Items from a dataset
━━━━

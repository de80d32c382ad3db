//! Simulation engine: the chronological bar loop.

pub mod simulator;

pub use simulator::{simulate, SimulationOutput, STARTING_EQUITY};
//! Backtest runner — wires panel, evaluator, simulator, metrics and the
//! IS/OOS splitter into one entry point.
//!
//! Two entry points:
//! - `run_backtest()`: collects tickers from the tree, builds a panel from
//!   the bar store, then runs. Used for one-off backtests.
//! - `run_backtest_on_panel()`: takes a pre-built shared panel. Used by the
//!   sweep coordinator, which builds the panel once per sweep.

use std::sync::Arc;

use serde::{Deserialize, Serialize};
use thiserror::Error;

use flowlab_core::cache::IndicatorCache;
use flowlab_core::data::{build_panel, BarStore, PanelError, PricePanel};
use flowlab_core::domain::{normalize_symbol, Allocation};
use flowlab_core::engine::simulate;
use flowlab_core::eval::EvalError;
use flowlab_core::indicators::IndicatorError;
use flowlab_core::strategy::node::{FlowNode, TreeError};
use flowlab_core::strategy::{collect_condition_tickers, collect_position_tickers};

use crate::metrics::{compute_metrics, MetricsInput, MetricsReport};
use crate::split::{split_indices, SplitConfig};

/// Benchmark symbol, always loaded alongside the tree's tickers.
pub const BENCHMARK_SYMBOL: &str = "SPY";

fn default_cost_bps() -> f64 {
    5.0
}

/// A single backtest request.
#[derive(Debug, Clone, PartialEq, Serialize, Deserialize)]
#[serde(rename_all = "camelCase")]
pub struct BacktestRequest {
    pub tree: FlowNode,
    /// Tickers the caller explicitly requires beyond what the tree
    /// references. Unlike tree tickers, a missing one here is an error.
    #[serde(default)]
    pub tickers: Vec<String>,
    #[serde(default = "default_cost_bps")]
    pub cost_bps: f64,
    #[serde(default)]
    pub split: SplitConfig,
}

/// Full result of one backtest.
#[derive(Debug, Clone, Serialize, Deserialize)]
#[serde(rename_all = "camelCase")]
pub struct BacktestResult {
    pub metrics: MetricsReport,
    /// Without splitting, mirrors `metrics`.
    #[serde(skip_serializing_if = "Option::is_none")]
    pub is_metrics: Option<MetricsReport>,
    #[serde(skip_serializing_if = "Option::is_none")]
    pub oos_metrics: Option<MetricsReport>,
    /// `[unix_seconds, equity]` pairs in bar order.
    pub equity_curve: Vec<(i64, f64)>,
    /// Target allocation per bar, in bar order.
    pub allocations: Vec<Allocation>,
}

/// Fatal errors for a variant. Missing data inside conditions never lands
/// here — it degrades to false/empty during evaluation.
#[derive(Debug, Error)]
pub enum RunError {
    #[error("insufficient data: {0}")]
    InsufficientData(String),
    #[error("unknown ticker: {0}")]
    UnknownTicker(String),
    #[error("malformed strategy tree: {0}")]
    MalformedTree(String),
    #[error("indicator error: {0}")]
    Indicator(#[from] IndicatorError),
    #[error("sweep cancelled")]
    Cancelled,
}

impl RunError {
    /// Stable machine-readable kind for the error envelope.
    pub fn kind(&self) -> &'static str {
        match self {
            RunError::InsufficientData(_) => "insufficient_data",
            RunError::UnknownTicker(_) => "unknown_ticker",
            RunError::MalformedTree(_) => "malformed_tree",
            RunError::Indicator(_) => "indicator",
            RunError::Cancelled => "cancelled",
        }
    }
}

impl From<PanelError> for RunError {
    fn from(err: PanelError) -> Self {
        // Store-level I/O failures surface as insufficient data: either way
        // the panel cannot be built for this variant.
        RunError::InsufficientData(err.to_string())
    }
}

impl From<TreeError> for RunError {
    fn from(err: TreeError) -> Self {
        match err {
            TreeError::Malformed(msg) => RunError::MalformedTree(msg),
            TreeError::Indicator(e) => RunError::Indicator(e),
        }
    }
}

impl From<EvalError> for RunError {
    fn from(err: EvalError) -> Self {
        match err {
            EvalError::Indicator(e) => RunError::Indicator(e),
        }
    }
}

/// Wire form of a fatal error: kind plus human-readable message. Partial
/// results are never attached.
#[derive(Debug, Clone, PartialEq, Serialize, Deserialize)]
#[serde(rename_all = "camelCase")]
pub struct ErrorEnvelope {
    pub error_kind: String,
    pub message: String,
}

impl From<&RunError> for ErrorEnvelope {
    fn from(err: &RunError) -> Self {
        Self {
            error_kind: err.kind().to_string(),
            message: err.to_string(),
        }
    }
}

/// Ticker sets a tree needs: (price tickers, indicator tickers), benchmark
/// included in both.
pub fn required_tickers(tree: &FlowNode) -> (Vec<String>, Vec<String>) {
    let mut price: Vec<String> = collect_position_tickers(tree).into_iter().collect();
    let mut indicator: Vec<String> = collect_condition_tickers(tree).into_iter().collect();
    let benchmark = normalize_symbol(BENCHMARK_SYMBOL);
    if !price.contains(&benchmark) {
        price.push(benchmark.clone());
    }
    if !indicator.contains(&benchmark) {
        indicator.push(benchmark);
    }
    (price, indicator)
}

/// Verify every explicitly requested ticker exists in the store.
///
/// Tree tickers are dropped silently when unknown; explicit ones fail.
pub fn check_explicit_tickers(
    store: &dyn BarStore,
    tickers: &[String],
) -> Result<Vec<String>, RunError> {
    let mut normalized = Vec::with_capacity(tickers.len());
    for ticker in tickers {
        let symbol = normalize_symbol(ticker);
        let series = store
            .get(&symbol)
            .map_err(|e| RunError::InsufficientData(e.to_string()))?;
        if series.is_empty() {
            return Err(RunError::UnknownTicker(symbol));
        }
        normalized.push(symbol);
    }
    Ok(normalized)
}

/// Run a single backtest, building the panel from the store.
pub fn run_backtest(
    store: &dyn BarStore,
    cache: &IndicatorCache,
    request: &BacktestRequest,
) -> Result<BacktestResult, RunError> {
    request.tree.validate()?;
    let (mut price, indicator) = required_tickers(&request.tree);
    for ticker in check_explicit_tickers(store, &request.tickers)? {
        if !price.contains(&ticker) {
            price.push(ticker);
        }
    }
    let panel = build_panel(store, &price, &indicator)?;
    run_backtest_on_panel(&request.tree, &panel, cache, request.cost_bps, &request.split)
}

/// Run a backtest against a pre-built panel (the sweep path).
pub fn run_backtest_on_panel(
    tree: &FlowNode,
    panel: &Arc<PricePanel>,
    cache: &IndicatorCache,
    cost_bps: f64,
    split: &SplitConfig,
) -> Result<BacktestResult, RunError> {
    let sim = simulate(tree, panel, cache, cost_bps)?;

    let input = MetricsInput {
        dates: &panel.dates,
        equities: &sim.equities,
        benchmark_close: panel.close(BENCHMARK_SYMBOL),
        allocations: &sim.allocations,
    };
    let metrics = compute_metrics(&input, None);

    let (is_metrics, oos_metrics) = if split.enabled {
        let (is_indices, oos_indices) = split_indices(&panel.dates, split);
        let is_metrics =
            (!is_indices.is_empty()).then(|| compute_metrics(&input, Some(&is_indices)));
        let oos_metrics =
            (!oos_indices.is_empty()).then(|| compute_metrics(&input, Some(&oos_indices)));
        (is_metrics, oos_metrics)
    } else {
        // No split: the full-period metrics double as IS.
        (Some(metrics.clone()), None)
    };

    let equity_curve: Vec<(i64, f64)> = panel
        .unix_seconds()
        .into_iter()
        .zip(sim.equities.iter().copied())
        .collect();

    Ok(BacktestResult {
        metrics,
        is_metrics,
        oos_metrics,
        equity_curve,
        allocations: sim.allocations,
    })
}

━━━━

## PROBLEM REQUIREMENTS
What is needed is an exact copy of the entries from their first line down to the line with "use std::sync::Arc;", that line included, and nothing beyond it.

## OUTPUT
repository de80d32c382ad3db
//! Simulation engine: the chronological bar loop.

pub mod simulator;

pub use simulator::{simulate, SimulationOutput, STARTING_EQUITY};
//! Backtest runner — wires panel, evaluator, simulator, metrics and the
//! IS/OOS splitter into one entry point.
//!
//! Two entry points:
//! - `run_backtest()`: collects tickers from the tree, builds a panel from
//!   the bar store, then runs. Used for one-off backtests.
//! - `run_backtest_on_panel()`: takes a pre-built shared panel. Used by the
//!   sweep coordinator, which builds the panel once per sweep.

use std::sync::Arc;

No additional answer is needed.